A. Elmokadem1, M. Weins2, H. Husband1, S. Castillo1, K. Utsey1, T. Knab3, D. Kirouac4; 1Metrum Research Group, CT, United States, 2Metrum Research Group, CT, USA, 3Meterum Research Group, CT, USA, 4Metrum Research Group, Coneticut, USA.
Senior Scientist II Metrum Research Group Boston, Massachusetts, United States
Background: Integrating covariates in traditional pharmacometric modeling involves complex steps and assumptions about covariate-parameter relationships, which may oversimplify or miss important clinical variables impacting pharmacology and response. Deep Compartment Modeling (DCM) addresses these challenges by using artificial neural networks (ANN) to characterize these relationships in a single step, eliminating the need for covariate selection and enabling complex data inputs and non-linearities. We demonstrate DCM in pharmacometric workflows using two open-source platforms: A Julia-based workflow incorporating hierarchical random effects through Bayesian analysis, and an R workflow using Keras and TensorFlow for handling larger datasets. Methods: Population Pharmacokinetic (PK) data with clinically relevant covariates was synthesized using a two compartment model to test the DCM frameworks. For the Julia-based workflow, we assessed whether it could identify covariate relationships and quantify interindividual versus residual variability (random effects) from a small dataset (10:20 train:test split). The R workflow was trained on a large (10,000 subject) dataset with non-linear covariates, exploring various network architectures with minimal code using Keras. Results: The Julia framework (a hierarchical DCM) successfully identified PK model parameters, random effects, and ANN weights while quantifying uncertainty. This was evident from Bayesian model diagnostics and posterior predictive checks (PPCs) which accurately characterized the training and testing of PK datasets.

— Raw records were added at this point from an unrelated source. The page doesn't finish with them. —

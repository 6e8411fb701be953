use crate::i18n;
use kalyzo_storefront::{OrderSummary, format_price};
use std::collections::BTreeMap;
use yew::prelude::*;

#[derive(Debug, Clone, PartialEq, Default)]
pub enum SummaryState {
    #[default]
    Loading,
    Ready(OrderSummary),
    Failed,
}

fn total_row(total: f64) -> Html {
    html! {
        <div class="d-flex justify-content-between fw-bold mt-2 summary-total">
            <span>{ i18n::t("checkout.total") }</span>
            <span>{ format_price(total) }</span>
        </div>
    }
}

#[derive(Properties, PartialEq, Clone)]
pub struct Props {
    pub state: SummaryState,
}

#[function_component(OrderSummaryView)]
pub fn order_summary_view(props: &Props) -> Html {
    let body = match &props.state {
        SummaryState::Loading => html! {
            <p class="summary-loading text-muted">
                <span class="spinner-border spinner-border-sm me-2" role="status" aria-hidden="true"></span>
                { i18n::t("checkout.summary_loading") }
            </p>
        },
        SummaryState::Failed => html! {
            <>
                <p class="summary-failed text-danger">{ i18n::t("checkout.summary_failed") }</p>
                { total_row(0.0) }
            </>
        },
        SummaryState::Ready(summary) if summary.is_empty() => html! {
            <p class="summary-empty text-muted">{ i18n::t("checkout.summary_empty") }</p>
        },
        SummaryState::Ready(summary) => html! {
            <>
                <ul class="list-group list-group-flush summary-lines">
                    { for summary.lines.iter().map(|line| {
                        let qty = line.quantity.to_string();
                        let mut vars = BTreeMap::new();
                        vars.insert("count", qty.as_str());
                        html! {
                            <li class="list-group-item d-flex justify-content-between">
                                <span>
                                    { line.product_name.clone() }{" "}
                                    <small class="text-muted">{ i18n::tr("checkout.quantity_short", Some(&vars)) }</small>
                                </span>
                                <span>{ format_price(line.subtotal) }</span>
                            </li>
                        }
                    }) }
                </ul>
                { total_row(summary.total) }
            </>
        },
    };
    html! {
        <section class="order-summary mb-3">
            <h6>{ i18n::t("checkout.summary_title") }</h6>
            { body }
        </section>
    }
}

The R workflow effectively captured non-linear covariate relationships, highlighted by Shapley additive explanations (SHAP), while also estimating the Residual Unexplained Variability (sigma) conditional on covariates. Conclusion: Neural networks can be integrated with traditional pharmacometric models using several free open-source programming languages. Both Julia and R environments are suitable platforms, but there are tradeoffs regarding development speed, built-in capabilities, and documentation. DCM simplifies the covariate modeling process and uncovers complex, non-linear relationships in computationally efficient workflows.